A Little Elbow Room
Bobby King May 19, 2021
IU School of Medicine—Bloomington, nestled mostly on the third floor of a sleek new medical sciences building on the eastern edge of the IU Bloomington campus—has flexible classrooms that can be contracted, expanded and reconfigured to fit a variety of needs.
Its roomy anatomy lab, with surgery-grade lights and enhanced ventilation, is a noticeable upgrade from previous spaces. The lab is also on the third floor, closer to classrooms and faculty offices.
To help students feel at home during long hours of study, the building has kitchens, dining spaces and comfy communal lounge areas with big screen TVs. There’s even easy access to a rock-and-tree landscaped inspiration garden.
But since the space opened in December, there’s been one main ingredient missing: medical students.
Pandemic-related restrictions on indoor occupancy have made for the softest of openings for a $45 million building that promises to be, along with the adjacent new IU Health hospital, a landmark in medical education in Bloomington and a promising milestone for health care in the area.

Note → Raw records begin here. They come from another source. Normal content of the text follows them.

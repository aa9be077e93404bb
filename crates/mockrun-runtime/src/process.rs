use crate::backend::{advance, MockEngine, Provider};
use crate::procutil::{self, CONFIG_DIR_FLAG, LISTEN_PORT_FLAG};
use crate::registry::RuntimeContext;
use crate::RuntimeError;
use crossbeam_channel::{Receiver, RecvTimeoutError, TryRecvError};
use mockrun_core::{
    build_env, shutdown_channel, version_from_output, BackendKind, Completion, EngineState,
    EnvOptions, Event, ManagedMock, Notifier, PullPolicy, ReadinessProbe, ShutdownHandle,
    ShutdownSignal, StartOptions,
};
use std::path::{Path, PathBuf};
use std::process::{Command, Stdio};
use std::time::Duration;
use tracing::{debug, info, trace, warn};

/// How long `stop` waits, by default, for the watcher to observe the killed
/// process.
pub const EXIT_WAIT: Duration = Duration::from_secs(10);

/// A provider whose artifact runs as a local child process.
pub trait ProcessProvider: Provider {
    /// Command running the engine with `args`. Only valid once satisfied.
    fn command(&self, args: &[String]) -> Result<Command, RuntimeError>;

    /// Whether a process command line belongs to this engine family.
    fn matches(&self, cmdline: &[String]) -> bool;

    /// Whether the child starts from the full host environment rather than
    /// only the variables `build_env` selects.
    fn inherit_host_env(&self) -> bool {
        false
    }
}

struct RunningProcess {
    pid: u32,
    /// Disconnects once the watcher has reaped the child.
    exited: Receiver<()>,
}

/// A mock engine running as a child process of this tool.
pub struct ProcessEngine<P: ProcessProvider> {
    config_dir: PathBuf,
    options: StartOptions,
    provider: P,
    notifier: Notifier,
    probe: ReadinessProbe,
    shutdown: ShutdownHandle,
    cancel: ShutdownSignal,
    running: Option<RunningProcess>,
    state: EngineState,
    exit_wait: Duration,
    plugin_root: PathBuf,
    file_cache_dir: PathBuf,
}

impl<P: ProcessProvider> ProcessEngine<P> {
    pub fn new(ctx: &RuntimeContext, provider: P, config_dir: &Path, options: StartOptions) -> Self {
        let (shutdown, cancel) = shutdown_channel();
        Self {
            config_dir: config_dir.to_path_buf(),
            options,
            provider,
            notifier: ctx.notifier.clone(),
            probe: ReadinessProbe::default(),
            shutdown,
            cancel,
            running: None,
            state: EngineState::default(),
            exit_wait: EXIT_WAIT,
            plugin_root: ctx.config.home.join("plugins"),
            file_cache_dir: ctx.config.file_cache_dir(),
        }
    }

    #[must_use]
    pub fn with_probe(mut self, probe: ReadinessProbe) -> Self {
        self.probe = probe;
        self
    }

    #[must_use]
    pub fn with_exit_wait(mut self, exit_wait: Duration) -> Self {
        self.exit_wait = exit_wait;
        self
    }

    pub fn provider(&self) -> &P {
        &self.provider
    }

    /// Process ID of the running instance, if any.
    pub fn pid(&self) -> Option<u32> {
        self.running.as_ref().map(|r| r.pid)
    }

    fn engine_env(&self, options: &StartOptions) -> Result<Vec<(String, String)>, RuntimeError> {
        let mut env = build_env(std::env::vars(), options, EnvOptions::process());
        if options.enable_plugins {
            let plugin_dir = self.plugin_root.join(&options.version);
            std::fs::create_dir_all(&plugin_dir)?;
            env.push((
                "IMPOSTER_PLUGIN_DIR".to_owned(),
                plugin_dir.display().to_string(),
            ));
        }
        if options.enable_file_cache {
            std::fs::create_dir_all(&self.file_cache_dir)?;
            env.push((
                "IMPOSTER_CACHE_DIR".to_owned(),
                self.file_cache_dir.display().to_string(),
            ));
            env.push((
                "IMPOSTER_OPENAPI_REMOTE_FILE_CACHE".to_owned(),
                "true".to_owned(),
            ));
        }
        trace!("engine environment: {env:?}");
        Ok(env)
    }

    fn launch(&mut self, options: &StartOptions) -> Result<std::process::Child, RuntimeError> {
        if !options.dir_mounts.is_empty() {
            warn!("directory mounts are only supported by container engines; ignoring");
        }
        if !self.provider.satisfied() {
            self.provider.provide(options.pull_policy)?;
        }

        let args = vec![
            format!("{CONFIG_DIR_FLAG}={}", self.config_dir.display()),
            format!("{LISTEN_PORT_FLAG}={}", options.port),
        ];
        let mut cmd = self.provider.command(&args)?;
        if !self.provider.inherit_host_env() {
            cmd.env_clear();
        }
        cmd.envs(self.engine_env(options)?)
            .stdin(Stdio::null())
            .stdout(Stdio::inherit())
            .stderr(Stdio::inherit());
        trace!("launching {cmd:?}");
        cmd.spawn()
            .map_err(|e| RuntimeError::Launch(format!("failed to spawn engine process: {e}")))
    }

    fn start_with(
        &mut self,
        completion: &Completion,
        options: StartOptions,
    ) -> Result<bool, RuntimeError> {
        info!(
            "starting mock engine on port {} - press ctrl+c to stop",
            options.port
        );
        self.cancel.clear();
        let launched = advance(&mut self.state, EngineState::Starting)
            .and_then(|()| self.launch(&options));
        let mut child = match launched {
            Ok(child) => child,
            Err(e) => {
                if self.state == EngineState::Starting {
                    self.state = EngineState::Stopped;
                }
                self.notifier
                    .notify(completion, Event::launch_failed(e.to_string()));
                return Err(e);
            }
        };

        let pid = child.id();
        self.notifier.register(completion, &pid.to_string());

        let (exit_tx, exit_rx) = crossbeam_channel::bounded::<()>(0);
        let notifier = self.notifier.clone();
        let watched = completion.clone();
        // Scoped to this child, so a watcher that outlives a timed-out stop
        // cannot cancel the wait of a later start.
        let (exit_handle, gone) = shutdown_channel();
        std::thread::spawn(move || {
            let event = match child.wait() {
                Ok(status) => {
                    debug!("engine process {pid} exited: {status}");
                    Event::exited(pid.to_string())
                }
                Err(e) => Event::failed(pid.to_string(), e.to_string()),
            };
            exit_handle.signal();
            notifier.notify(&watched, event);
            drop(exit_tx);
        });
        self.running = Some(RunningProcess {
            pid,
            exited: exit_rx,
        });

        let up = self
            .probe
            .wait_until_ready_any(options.port, &[&self.cancel, &gone]);
        if up {
            advance(&mut self.state, EngineState::Running)?;
        }
        Ok(up)
    }
}

impl<P: ProcessProvider> MockEngine for ProcessEngine<P> {
    fn kind(&self) -> BackendKind {
        self.provider.kind()
    }

    fn state(&self) -> EngineState {
        self.state
    }

    fn shutdown_handle(&self) -> ShutdownHandle {
        self.shutdown.clone()
    }

    fn acquire(&mut self, policy: PullPolicy) -> Result<(), RuntimeError> {
        self.provider.provide(policy)
    }

    fn start(&mut self, completion: &Completion) -> Result<bool, RuntimeError> {
        self.start_with(completion, self.options.clone())
    }

    fn stop(&mut self, completion: &Completion) -> Result<(), RuntimeError> {
        let Some(process) = self.running.take() else {
            trace!("no process to stop");
            self.notifier.notify(completion, Event::not_launched());
            return Ok(());
        };
        info!("stopping mock engine");
        advance(&mut self.state, EngineState::Stopping)?;

        // a reaped pid may already name another process
        let killed = match process.exited.try_recv() {
            Err(TryRecvError::Disconnected) => {
                debug!("engine process {} already exited", process.pid);
                Ok(())
            }
            _ => procutil::kill(process.pid),
        };
        match process.exited.recv_timeout(self.exit_wait) {
            Err(RecvTimeoutError::Timeout) => {
                warn!(
                    "engine process {} did not exit within {:?}",
                    process.pid, self.exit_wait
                );
            }
            _ => trace!("engine process {} reaped", process.pid),
        }
        // the watcher normally got here first, in which case this is ignored
        self.notifier
            .notify(completion, Event::exited(process.pid.to_string()));
        self.state = EngineState::Stopped;
        killed
    }

    fn restart(&mut self, completion: &Completion) -> Result<bool, RuntimeError> {
        completion.add(1);
        self.stop(completion)?;
        self.start_with(completion, self.options.for_restart())
    }

    fn list_all_managed(&self) -> Result<Vec<ManagedMock>, RuntimeError> {
        procutil::find_managed(|cmdline| self.provider.matches(cmdline))
    }

    fn stop_all_managed(&self) -> Result<usize, RuntimeError> {
        procutil::stop_managed(|cmdline| self.provider.matches(cmdline))
    }

    fn version_string(&mut self) -> Result<String, RuntimeError> {
        if !self.provider.satisfied() {
            self.provider.provide(PullPolicy::Skip)?;
        }
        let mut cmd = self.provider.command(&["--version".to_owned()])?;
        let output = cmd
            .stdin(Stdio::null())
            .output()
            .map_err(|e| RuntimeError::Version(format!("failed to run engine: {e}")))?;
        if !output.status.success() {
            return Err(RuntimeError::Version(format!(
                "engine --version exited with {}: {}",
                output.status,
                String::from_utf8_lossy(&output.stderr).trim()
            )));
        }
        version_from_output(&output.stdout, &output.stderr)
            .ok_or_else(|| RuntimeError::Version("engine printed no version".to_owned()))
    }
}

Students began to trickle in for tours—and a quiet place to study—after the holidays. A few small group sessions were permitted in April. But lectures, so far, have remained online.
That will change in the months ahead, as the restrictions ease and the place starts to find its natural pulse. “We can’t wait to have students fully engaged in this space,” said Katherine Hiller, MD, associate dean and director of IU School of Medicine—Bloomington.

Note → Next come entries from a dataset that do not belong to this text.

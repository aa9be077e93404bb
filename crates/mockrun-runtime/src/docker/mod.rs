//! Container engine driven through the `docker` command line client.
//!
//! Containers are created with labels identifying them as managed by
//! mockrun, so that `ps`/`down` and `--replace` can find them again from a
//! different process. Termination is observed by a `docker wait` watcher,
//! by the stop path, and by a fixed-delay removal supervisor that settles the
//! completion if neither reports within [`REMOVAL_TIMEOUT`].

pub mod cli;
pub mod image;

use crate::backend::{advance, EngineCatalog, MockEngine, Provider};
use crate::prereq::{check_docker_prereqs, MissingPrereq};
use crate::registry::RuntimeContext;
use crate::RuntimeError;
use cli::{
    ContainerSpec, DockerCli, LABEL_CONFIG_DIR, LABEL_HASH, LABEL_MANAGED, LABEL_PORT,
};
use image::{image_repository, ImageProvider};
use mockrun_core::{
    build_env, shutdown_channel, version_from_output, BackendKind, Completion,
    EngineMetadata, EngineState, EnvOptions, Event, ManagedMock, Notifier, PullPolicy,
    ReadinessProbe, ShutdownHandle, ShutdownSignal, StartOptions, DEFAULT_DEBUG_PORT,
};
use std::collections::BTreeMap;
use std::path::{Path, PathBuf};
use std::time::Duration;
use tracing::{debug, info, trace, warn};

pub const CONTAINER_CONFIG_DIR: &str = "/opt/imposter/config";
pub const CONTAINER_PLUGIN_DIR: &str = "/opt/imposter/plugins";
pub const CONTAINER_FILE_CACHE_DIR: &str = "/tmp/imposter-cache";
pub const REMOVAL_TIMEOUT: Duration = Duration::from_secs(5);

/// Absolute form of `dir` without requiring it to exist.
pub(crate) fn absolute_dir(dir: &Path) -> PathBuf {
    std::fs::canonicalize(dir).unwrap_or_else(|_| {
        if dir.is_absolute() {
            dir.to_path_buf()
        } else {
            std::env::current_dir()
                .map(|cwd| cwd.join(dir))
                .unwrap_or_else(|_| dir.to_path_buf())
        }
    })
}

/// Identity hash used to find duplicates of a mock: the deduplication key if
/// given, else the absolute config dir and port.
pub fn mock_hash(config_dir: &Path, options: &StartOptions) -> String {
    let key = match options.deduplicate.as_deref().filter(|k| !k.is_empty()) {
        Some(key) => key.to_owned(),
        None => format!("{}:{}", absolute_dir(config_dir).display(), options.port),
    };
    blake3::hash(key.as_bytes()).to_hex().to_string()
}

/// Resolve `host[:container]` mount specs, defaulting the container path to
/// `/opt/imposter/<last host dir component>`.
pub fn parse_dir_mounts(specs: &[String]) -> Result<Vec<String>, RuntimeError> {
    let mut binds = Vec::with_capacity(specs.len());
    for spec in specs {
        let (host, bind) = match spec.split_once(':') {
            Some((host, _)) => (host.to_owned(), spec.clone()),
            None => {
                let name = Path::new(spec)
                    .file_name()
                    .map(|n| n.to_string_lossy().into_owned())
                    .unwrap_or_default();
                (spec.clone(), format!("{spec}:/opt/imposter/{name}"))
            }
        };
        let meta = std::fs::metadata(&host)
            .map_err(|e| RuntimeError::Launch(format!("failed to stat host dir {host}: {e}")))?;
        if !meta.is_dir() {
            return Err(RuntimeError::Launch(format!(
                "host path {host} is not a directory"
            )));
        }
        binds.push(bind);
    }
    Ok(binds)
}

pub struct DockerEngine {
    kind: BackendKind,
    config_dir: PathBuf,
    options: StartOptions,
    provider: ImageProvider,
    docker: DockerCli,
    container_user: Option<String>,
    bind_flags: String,
    plugin_root: PathBuf,
    file_cache_dir: PathBuf,
    notifier: Notifier,
    probe: ReadinessProbe,
    shutdown: ShutdownHandle,
    cancel: ShutdownSignal,
    container_id: Option<String>,
    state: EngineState,
    removal_timeout: Duration,
}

Situated along the Indiana 45/46 Bypass near the Pfau Course, the academic building will be home not just to medical students but also students pursuing three other disciplines: nursing, social work, and speech, hearing and language sciences.

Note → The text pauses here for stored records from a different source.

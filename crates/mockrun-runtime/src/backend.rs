use crate::prereq::MissingPrereq;
use crate::RuntimeError;
use mockrun_core::{
    BackendKind, Completion, EngineMetadata, EngineState, ManagedMock, PullPolicy, ShutdownHandle,
};

/// Makes an engine artifact (image, jar, distribution, binary, bundle)
/// available locally.
pub trait Provider: Send {
    fn kind(&self) -> BackendKind;

    fn version(&self) -> &str;

    /// Acquire the artifact according to `policy`. `Skip` trusts the
    /// canonical location without touching the network or the daemon.
    fn provide(&mut self, policy: PullPolicy) -> Result<(), RuntimeError>;

    /// Whether `provide` has already located the artifact in this process.
    fn satisfied(&self) -> bool;
}

/// Lifecycle of a single mock engine instance.
///
/// The completion counter passed to `start`, `stop` and `restart` is the
/// caller's: the caller adds one before `start` and waits on it after
/// `stop`. The engine settles exactly one unit per instance through the
/// shared `Notifier`, whichever of the exit watcher, the removal supervisor
/// or the stop path observes termination first.
pub trait MockEngine: Send {
    fn kind(&self) -> BackendKind;

    fn state(&self) -> EngineState;

    /// Cancels a readiness probe in progress.
    fn shutdown_handle(&self) -> ShutdownHandle;

    /// Acquire the engine artifact without starting anything.
    fn acquire(&mut self, policy: PullPolicy) -> Result<(), RuntimeError>;

    /// Launch the engine and block until it accepts TCP connections.
    ///
    /// Returns `Ok(false)` when the probe timed out or was cancelled; the
    /// instance is still launched and must be stopped. On `Err` nothing is
    /// running and the caller's unit has already been settled.
    fn start(&mut self, completion: &Completion) -> Result<bool, RuntimeError>;

    /// Terminate the instance started by this engine, if any. With no
    /// instance recorded the caller's unit is settled immediately.
    fn stop(&mut self, completion: &Completion) -> Result<(), RuntimeError>;

    /// Cancel a pending readiness probe, then stop.
    fn stop_immediately(&mut self, completion: &Completion) -> Result<(), RuntimeError> {
        self.shutdown_handle().signal();
        self.stop(completion)
    }

    /// Stop and start again with the same options, never re-acquiring the
    /// artifact. Adds one unit for the new instance before stopping.
    fn restart(&mut self, completion: &Completion) -> Result<bool, RuntimeError>;

    /// Every instance of this backend family tagged as managed by mockrun.
    fn list_all_managed(&self) -> Result<Vec<ManagedMock>, RuntimeError>;

    /// Terminate every managed instance; returns how many were stopped.
    fn stop_all_managed(&self) -> Result<usize, RuntimeError>;

    /// Version string reported by the engine artifact itself.
    fn version_string(&mut self) -> Result<String, RuntimeError>;
}

/// Locally cached engine versions and host requirements for one kind.
pub trait EngineCatalog: Send + Sync {
    fn kind(&self) -> BackendKind;

    fn list(&self) -> Result<Vec<EngineMetadata>, RuntimeError>;

    fn check_prereqs(&self) -> Vec<MissingPrereq>;
}

/// Move `state` to `to` if the lifecycle allows it.
pub(crate) fn advance(state: &mut EngineState, to: EngineState) -> Result<(), RuntimeError> {
    mockrun_core::validate_transition(*state, to)?;
    *state = to;
    Ok(())
}

/// Run `fetch` as `policy` requires: never for `Skip`, when `present` is
/// false for `IfNotPresent`, always for `Always`.
pub(crate) fn apply_pull_policy<F>(
    policy: PullPolicy,
    present: bool,
    artifact: &str,
    fetch: F,
) -> Result<(), RuntimeError>
where
    F: FnOnce() -> Result<(), mockrun_library::LibraryError>,
{
    let wanted = match policy {
        PullPolicy::Skip => false,
        PullPolicy::IfNotPresent => !present,
        PullPolicy::Always => true,
    };
    if !wanted {
        tracing::debug!("engine artifact '{artifact}' not fetched under {policy} policy");
        return Ok(());
    }
    fetch().map_err(|e| RuntimeError::Acquisition(format!("failed to fetch {artifact}: {e}")))
}

#[cfg(test)]
mod tests {
    use super::*;
    use std::cell::Cell;

    fn run(policy: PullPolicy, present: bool) -> usize {
        let calls = Cell::new(0);
        apply_pull_policy(policy, present, "imposter.jar", || {
            calls.set(calls.get() + 1);
            Ok(())
        })
        .unwrap();
        calls.get()
    }

    #[test]
    fn policy_decides_fetch() {
        assert_eq!(run(PullPolicy::Skip, false), 0);
        assert_eq!(run(PullPolicy::IfNotPresent, true), 0);
        assert_eq!(run(PullPolicy::IfNotPresent, false), 1);
        assert_eq!(run(PullPolicy::Always, true), 1);
    }

    #[test]
    fn fetch_failure_is_acquisition_error() {
        let err = apply_pull_policy(PullPolicy::Always, false, "imposter.jar", || {
            Err(mockrun_library::LibraryError::NotFound("x".to_owned()))
        })
        .unwrap_err();
        assert!(matches!(err, RuntimeError::Acquisition(_)));
    }

    #[test]
    fn transitions_are_checked() {
        let mut state = EngineState::Running;
        assert!(advance(&mut state, EngineState::Starting).is_err());
        assert_eq!(state, EngineState::Running);
        advance(&mut state, EngineState::Stopping).unwrap();
        assert_eq!(state, EngineState::Stopping);
    }
}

And—along with the hospital—it will be an integral component of what’s been dubbed the Regional Academic Health Center.
Hiller says the proximity to the other allied health fields will help medical students learn early in their development how to interact with and benefit from the knowledge of other professionals. The adjacency to the hospital (the two buildings will be connected through the hospital cafeteria) will also figure into that.
“We’ll not only be able to collaborate much better with nursing, social work, speech and hearing because they are right here, but also with all of the disciplines that occupy the IU Health hospital—people like pharmacy, physical therapy, occupational therapy,” Hiller said.
That interaction is appealing to Aish Thamba, who is finishing up her first year as a medical student in Bloomington. She’s excited, too, that the proximity to the hospital will enable third- and fourth-year students to be more clinically focused.
“There will be older medical students and nursing students and we can learn from them how to think about things,” Thamba said. “Just having that kind of camaraderie across health professions, regardless of what our degrees are, is very crucial to having a holistic health care team that comes together and works for the patient.”
Thamba’s early impressions of the new building are positive. Ample study spaces make it easy to spread out. The anatomy lab is brighter and has two designated locker rooms. The lounges and kitchen space will make good places to hover between classes.
“I think it’s a well-designed space where we can spread out but at the same time see each other, and hang out with each other,” Thamba said.
Hiller hopes the new building will be a springboard for both the School of Medicine and health care in Bloomington. Consideration is underway for new residency programs in internal medicine and emergency medicine that could create spots for 45 additional trainees. Down the road, Hiller hopes to expand medical student enrollment, which today stands at 90.
For now, the Bloomington campus still needs some breaking in. Pieces from the IU art collection will help. So will input from students on filling empty white walls in the lounge areas. But Hiller says the natural light that floods the building gives it an airy feel. It just needs students to fill it.
Thamba admits to some nostalgia about leaving the old Medical Sciences space, even though it was cramped and a busy thoroughfare for students from across the campus. It’s where she spent most of her time as an undergraduate. But Thamba signed on to give tours of the new building and she now sees the possibilities of being surrounded by other medical and allied health students.
“It’s our own space,” she said, “where we just finally have a home.”
Bobby King
Bobby King is the director of development and alumni communications in the Office of Gift Development. Before joining the IU School of Medicine in 2018, Bobby was a reporter with The Indianapolis Star. Before that he was a reporter for newspapers in Kentucky, South Carolina and Florida.